The objective of this work is to learn a latent space of reduced dimensionality with autoencoders using mutational data from 14 types of tumors available from the International Cancer Genome Consortium (ICGC) [1] repository. This will allow understanding the similarities between tumors of different types and an improved classification performance of subtypes based on their mutational profile and their corresponding projection in a low dimensional latent space. The Kernel Target Alignment (KTA) score [9] and hierarchical clustering are proposed to measure the quality of the latent space. KTA is computed to measure the similarity between two kernel functions, one learned from the samples projected in the latent space and the second from an ideal target kernel. Kernel functions also lead to the measurement of similarities between training and test samples of the same class once the autoencoder model is trained and observe if the latent space maps similarly independent samples.
Related work
Autoencoders have been used on a wide range of applications in cancer informatics. One application is its use on a single cancer type, such as liver cancer, while combining multiomics data [10] to learn a latent space and identify new cancer subtypes. A similar case has been proposed for breast cancer to discover subtypes using transcriptomics data [11]. A newer version of AE, the Variational Autoencoder, has been used to learn a latent space to improve the classification of known subtypes of lung cancer using DNA methylation data [12]. Moreover, instead of learning a latent space from a single type of cancer, a pancancer study based on transcriptomics data from The Cancer Genome Atlas (TCGA) [2] using Variational Autoencoders evidenced a big potential for the use of autoencoders to learn reduced latent space while keeping biological insights [13]. Another work with gene expression data from TCGA applied standard autoencoders and Gene Supersets, which are a priori defined gene sets that retain biological signals in the latent space [14]. On the other hand, a network and graph theory analysis has been done for pancancer mutational data to detect communities of tumors [15] and find hidden relations between them using the cooccurrence of mutations as connections. A recent work maps mutated genes instead of the tumor samples to a lower dimension using deep learning techniques to learn a distributed representation [16]. By reviewing the bibliography, it is clear that data from different omics layers require models to simplify the original context and reflect emerging patterns. Autoencoders have shown great adaptability to biological data and are extremely useful for reducing dimensionality.

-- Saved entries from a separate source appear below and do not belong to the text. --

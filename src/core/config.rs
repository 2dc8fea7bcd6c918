//! Startup configuration
//!
//! All configuration comes from environment variables (with a `.env` file
//! loaded by the binary). A missing `BOT_TOKEN` is fatal: the process must
//! not start serving without a way to deliver messages.

use anyhow::{anyhow, Result};
use log::error;
use serde::Deserialize;
use std::env;

/// Runtime configuration loaded from the environment
#[derive(Debug, Clone)]
pub struct Config {
    /// Transport access token (required)
    pub bot_token: String,
    /// Base URL the HTTP notifier posts to
    pub notify_base_url: String,
    /// Path of the SQLite database file
    pub database_path: String,
    /// Default log filter when RUST_LOG is unset
    pub log_level: String,
    /// Allow-list file; when unset, access is open
    pub allowed_users_path: Option<String>,
    /// Optional JSON file with timezone choices for the dialog
    pub timezones_path: Option<String>,
    /// Seconds between delivery-engine ticks
    pub tick_interval_secs: u64,
    /// Minutes during which a second send of the same reminder is suppressed
    pub dedup_window_minutes: i64,
    /// Upper bound on a single notifier call
    pub send_timeout_secs: u64,
}

impl Config {
    pub fn from_env() -> Result<Self> {
        let bot_token = env::var("BOT_TOKEN")
            .map_err(|_| anyhow!("BOT_TOKEN is not set; the bot cannot start without it"))?;

        Ok(Config {
            bot_token,
            notify_base_url: env_or("NOTIFY_BASE_URL", "https://api.telegram.org"),
            database_path: env_or("DATABASE_PATH", "data/database.db"),
            log_level: env_or("LOG_LEVEL", "info"),
            allowed_users_path: env::var("ALLOWED_USERS_PATH").ok(),
            timezones_path: env::var("TIMEZONES_PATH").ok(),
            tick_interval_secs: env_num("TICK_INTERVAL_SECS", 60),
            dedup_window_minutes: env_num("DEDUP_WINDOW_MINUTES", 2),
            send_timeout_secs: env_num("SEND_TIMEOUT_SECS", 30),
        })
    }
}

fn env_or(key: &str, default: &str) -> String {
    env::var(key).unwrap_or_else(|_| default.to_string())
}

fn env_num<T: std::str::FromStr>(key: &str, default: T) -> T {
    env::var(key)
        .ok()
        .and_then(|v| v.parse().ok())
        .unwrap_or(default)
}

/// One selectable timezone in the dialog
#[derive(Debug, Clone, PartialEq, Eq, Deserialize)]
pub struct TimezoneChoice {
    /// Caption shown to the user, e.g. "Kyiv (UTC+2/+3)"
    pub label: String,
    /// IANA zone name, e.g. "Europe/Kyiv"
    pub tz: String,
}

/// Load the timezone choice list from an optional JSON file.
///
/// Falls back to the built-in list on a missing path or a parse error,
/// so a broken config file never leaves the dialog without choices.
pub fn load_timezone_choices(path: Option<&str>) -> Vec<TimezoneChoice> {
    let Some(path) = path else {
        return default_timezone_choices();
    };

    match std::fs::read_to_string(path) {
        Ok(content) => match serde_json::from_str(&content) {
            Ok(choices) => choices,
            Err(e) => {
                error!("Failed to parse timezone list {path}: {e}");
                default_timezone_choices()
            }
        },
        Err(e) => {
            error!("Failed to read timezone list {path}: {e}");
            default_timezone_choices()
        }
    }
}

fn default_timezone_choices() -> Vec<TimezoneChoice> {
    [
        ("Vienna (UTC+1/+2)", "Europe/Vienna"),
        ("Kyiv (UTC+2/+3)", "Europe/Kyiv"),
        ("Kharkiv (UTC+2/+3)", "Europe/Kyiv"),
        ("Seattle (UTC-8/-7)", "America/Los_Angeles"),
        ("Starobilsk (UTC+3)", "Europe/Moscow"),
    ]
    .into_iter()
    .map(|(label, tz)| TimezoneChoice {
        label: label.to_string(),
        tz: tz.to_string(),
    })
    .collect()
}

#[cfg(test)]
mod tests {
    use super::*;

    #[test]
    fn test_default_timezone_choices_are_valid_iana_names() {
        for choice in default_timezone_choices() {
            assert!(
                choice.tz.parse::<chrono_tz::Tz>().is_ok(),
                "invalid zone {}",
                choice.tz
            );
        }
    }

    #[test]
    fn test_load_timezone_choices_missing_file_falls_back() {
        let choices = load_timezone_choices(Some("/nonexistent/timezones.json"));
        assert_eq!(choices, default_timezone_choices());
    }

    #[test]
    fn test_load_timezone_choices_none_uses_defaults() {
        assert!(!load_timezone_choices(None).is_empty());
    }
}
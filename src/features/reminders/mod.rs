//! # Reminders Feature
//!
//! Periodic delivery of due medication reminders across timezones.
//!
//! - **Version**: 2.0.0
//! - **Since**: 0.1.0
//! - **Toggleable**: true
//!
//! ## Changelog
//! - 2.0.0: Timezone-aware due matching with store-backed send dedup
//! - 1.0.0: Initial fixed-interval scheduler

pub mod scheduler;

pub use scheduler::{is_due, ReminderScheduler};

Our work proposes to learn a latent space from somatic mutations of large pancancer data using Autoencoders. This embedding is based in a model that projects tumor somatic mutation profiles in a low dimensional latent space where biological signals like tumor subtype persist and facilitates the comparison of tumor samples. For instance, this latent space can be used to explore mutational profiles when the primary tumor is unknown and there is no information on the tumor type, or to better classify tumor subtypes. From our best knowledge up to now, there are no attempts of reproducing a latent space using autoencoders from tumor somatic mutation data. Another important contribution of our work is an accurate tumor classification approach based on oneclass Support Vector Machines (SVM) for each of the 40 tumor subtypes.
Results
In this work a neural network maps tumors characterized by mutational profiles from a high dimensional space, built from somatic mutated genes, to a low dimensional space using an Autoencoder as a nonlinear function. The mutational input data, which is highly sparse is considered as multimodal since it is divided between deleterious and nondeleterious based on the variant type (see Fig. 1). The input tumor mutational profiles are transformed into a latent space as dense vectors.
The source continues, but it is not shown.